Es lief immer noch die Anfangsphase im Fußball-Landesliga-Spiel zwischen dem SV RW Deuten und dem SV Herbern, als es passierte. Sven Freitag stand am Sonntag zum siebten Mal in dieser Saison im Kasten des SVH. Bei einem Abstoß in der 12. Minute verdrehte sich sein Knie.
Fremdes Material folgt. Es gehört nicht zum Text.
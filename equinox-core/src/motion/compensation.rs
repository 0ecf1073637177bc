//! Tracking-rate compensation
//!
//! Refraction lifts a star's apparent altitude by an amount that changes
//! as it crosses the sky, so tracking at the exact sidereal rate lets it
//! drift. The compensation term is the difference between how fast the
//! apparent position moves and how fast the true position moves, taken by
//! central difference over a short hour-angle step.
//!
//! Refraction uses Saemundsson's formula,
//! `R = 1.02 / tan(h + 10.3 / (h + 5.11))` arcminutes for true altitude
//! `h` in degrees, assuming 10 °C and 1010 hPa. The "full" modes add a
//! polar-misalignment pointing model (ME: pole elevation error, MA: pole
//! azimuth error) on top of refraction.

#[cfg(feature = "serde")]
use serde::{Deserialize, Serialize};

use crate::goto::kinematics::{equatorial_to_horizon, horizon_to_equatorial, wrap_180};

/// Half-width of the hour-angle difference step (1 minute of time)
const DIFF_STEP_DEG: f64 = 0.25;

/// No compensation closer than this to the pole
const POLE_CUTOFF_DEG: f64 = 89.5;

/// No refraction below this true altitude
const HORIZON_CUTOFF_DEG: f64 = -1.0;

/// Selectable compensation mode
#[derive(Debug, Clone, Copy, PartialEq, Eq, Default)]
#[cfg_attr(feature = "defmt", derive(defmt::Format))]
#[cfg_attr(feature = "serde", derive(Serialize, Deserialize))]
pub enum RateCompensationMode {
    #[default]
    None,
    /// Refraction, primary axis only
    RefractionRa,
    /// Refraction, both axes
    RefractionBoth,
    /// Refraction and pointing model, primary axis only
    FullRa,
    /// Refraction and pointing model, both axes
    FullBoth,
}

impl RateCompensationMode {
    pub fn is_enabled(self) -> bool {
        self != RateCompensationMode::None
    }

    pub fn both_axes(self) -> bool {
        matches!(
            self,
            RateCompensationMode::RefractionBoth | RateCompensationMode::FullBoth
        )
    }

    fn uses_model(self) -> bool {
        matches!(
            self,
            RateCompensationMode::FullRa | RateCompensationMode::FullBoth
        )
    }

    pub fn as_u8(self) -> u8 {
        self as u8
    }
}

/// Polar-axis misalignment in arcseconds
#[derive(Debug, Clone, Copy, PartialEq, Default)]
#[cfg_attr(feature = "defmt", derive(defmt::Format))]
#[cfg_attr(feature = "serde", derive(Serialize, Deserialize))]
pub struct PointingModel {
    /// ME: polar axis elevated above the pole (positive = too high)
    pub polar_altitude_arcsec: f64,
    /// MA: polar axis east of the pole
    pub polar_azimuth_arcsec: f64,
}

/// Refraction in degrees for a true altitude in degrees
pub fn refraction_deg(true_alt_deg: f64) -> f64 {
    if true_alt_deg < HORIZON_CUTOFF_DEG {
        return 0.0;
    }
    let arg = (true_alt_deg + 10.3 / (true_alt_deg + 5.11)).to_radians();
    let arcmin = 1.02 / libm::tan(arg);
    arcmin.max(0.0) / 60.0
}

/// Apparent (hour angle, declination) the mount must point at to see a
/// star at true `(ha_deg, dec_deg)`
fn apparent(
    mode: RateCompensationMode,
    ha_deg: f64,
    dec_deg: f64,
    latitude_deg: f64,
    model: &PointingModel,
) -> (f64, f64) {
    let (alt, az) = equatorial_to_horizon(ha_deg, dec_deg, latitude_deg);
    let (mut ha, mut dec) = horizon_to_equatorial(alt + refraction_deg(alt), az, latitude_deg);

    if mode.uses_model() {
        let me = model.polar_altitude_arcsec / 3600.0;
        let ma = model.polar_azimuth_arcsec / 3600.0;
        let (sin_h, cos_h) = libm::sincos(ha_deg.to_radians());
        let tan_d = libm::tan(dec_deg.to_radians());
        ha += (me * sin_h - ma * cos_h) * tan_d;
        dec += me * cos_h + ma * sin_h;
    }

    (ha, dec)
}

/// Additive compensation rates `[primary, secondary]` in multiples of
/// sidereal for a star at true `(ha_deg, dec_deg)`
///
/// Mode `None` always returns zero, as do positions near the pole or
/// below the horizon where the model is meaningless.
pub fn compensation_rates(
    mode: RateCompensationMode,
    ha_deg: f64,
    dec_deg: f64,
    latitude_deg: f64,
    model: &PointingModel,
) -> [f64; 2] {
    if !mode.is_enabled() || libm::fabs(dec_deg) > POLE_CUTOFF_DEG {
        return [0.0; 2];
    }
    let (alt, _) = equatorial_to_horizon(ha_deg, dec_deg, latitude_deg);
    if alt < HORIZON_CUTOFF_DEG {
        return [0.0; 2];
    }

    let (ha0, dec0) = apparent(mode, ha_deg - DIFF_STEP_DEG, dec_deg, latitude_deg, model);
    let (ha1, dec1) = apparent(mode, ha_deg + DIFF_STEP_DEG, dec_deg, latitude_deg, model);
    let span = 2.0 * DIFF_STEP_DEG;

    // One sidereal x moves the hour angle one degree per degree of HA
    let primary = wrap_180(ha1 - ha0) / span - 1.0;
    let secondary = if mode.both_axes() {
        (dec1 - dec0) / span
    } else {
        0.0
    };

    [primary, secondary]
}

#[cfg(test)]
mod tests {
    use super::*;

    const LAT: f64 = 45.0;

    #[test]
    fn test_none_is_zero() {
        let rates = compensation_rates(
            RateCompensationMode::None,
            -60.0,
            10.0,
            LAT,
            &PointingModel::default(),
        );
        assert_eq!(rates, [0.0, 0.0]);
    }

    #[test]
    fn test_refraction_magnitude() {
        // About half a degree at the horizon, about 1 arcmin at 45°
        assert!((refraction_deg(0.0) - 0.48).abs() < 0.02);
        assert!((refraction_deg(45.0) * 60.0 - 1.0).abs() < 0.05);
        assert!(refraction_deg(90.0) < 1e-4);
        assert_eq!(refraction_deg(-5.0), 0.0);
    }

    #[test]
    fn test_refraction_slows_ra_in_the_east() {
        let rates = compensation_rates(
            RateCompensationMode::RefractionRa,
            -60.0,
            0.0,
            LAT,
            &PointingModel::default(),
        );
        assert!(rates[0] < 0.0);
        assert!(rates[0] > -0.01);
        assert_eq!(rates[1], 0.0);
    }

    #[test]
    fn test_both_axes_drives_declination() {
        let rates = compensation_rates(
            RateCompensationMode::RefractionBoth,
            -60.0,
            0.0,
            LAT,
            &PointingModel::default(),
        );
        assert!(rates[1] != 0.0);
        // Refraction is symmetric about the meridian
        let west = compensation_rates(
            RateCompensationMode::RefractionBoth,
            60.0,
            0.0,
            LAT,
            &PointingModel::default(),
        );
        assert!((rates[0] - west[0]).abs() < 1e-6);
        assert!((rates[1] + west[1]).abs() < 1e-6);
    }

    #[test]
    fn test_no_compensation_near_pole_or_below_horizon() {
        let model = PointingModel::default();
        assert_eq!(
            compensation_rates(RateCompensationMode::FullBoth, 0.0, 89.9, LAT, &model),
            [0.0, 0.0]
        );
        assert_eq!(
            compensation_rates(RateCompensationMode::FullBoth, 0.0, -70.0, LAT, &model),
            [0.0, 0.0]
        );
    }

    #[test]
    fn test_full_mode_adds_pointing_model() {
        let model = PointingModel {
            polar_altitude_arcsec: 600.0,
            polar_azimuth_arcsec: 0.0,
        };
        let refraction =
            compensation_rates(RateCompensationMode::RefractionBoth, -30.0, 40.0, LAT, &model);
        let full = compensation_rates(RateCompensationMode::FullBoth, -30.0, 40.0, LAT, &model);
        assert!((full[1] - refraction[1]).abs() > 1e-5);
    }
}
„Ich habe den Ball hinten rausgeschlagen mit meinem rechten Schussbein. Dabei hat sich mein linkes Standbein überdreht und es hat einen Knall gemacht“, berichtet Sven Freitag, wie er die Szene erlebt hat. Für den Torwart ging es noch drei Minuten weiter. „Ich bin dann ein bisschen nach vorne und nach hinten gelaufen und habe dann gemerkt, dass mein Knie komplett instabil war.“

Verdacht auf Kreuzbandriss bei SV Herberns Torhüter Sven Freitag

Julius Höring (l.) und Eric Sabe (3.v.l.) stützen Sven Freitag nach seiner Verletzung. Für den Torwart ging es nach 15 Minuten nicht mehr weiter. © Leistner

Ein Stürmer ersetzt den Keeper im Tor

Es folgte die Auswechslung des Torhüters. Weil auch der andere Herberner Torhüter, Jens Haarseim, privat verhindert war und daher nicht zur Verfügung stand, musste bei den Herbernern Joe Breloh ins Tor - ein gelernter Stürmer (wir berichteten), der seine Sache mehr als gut machte.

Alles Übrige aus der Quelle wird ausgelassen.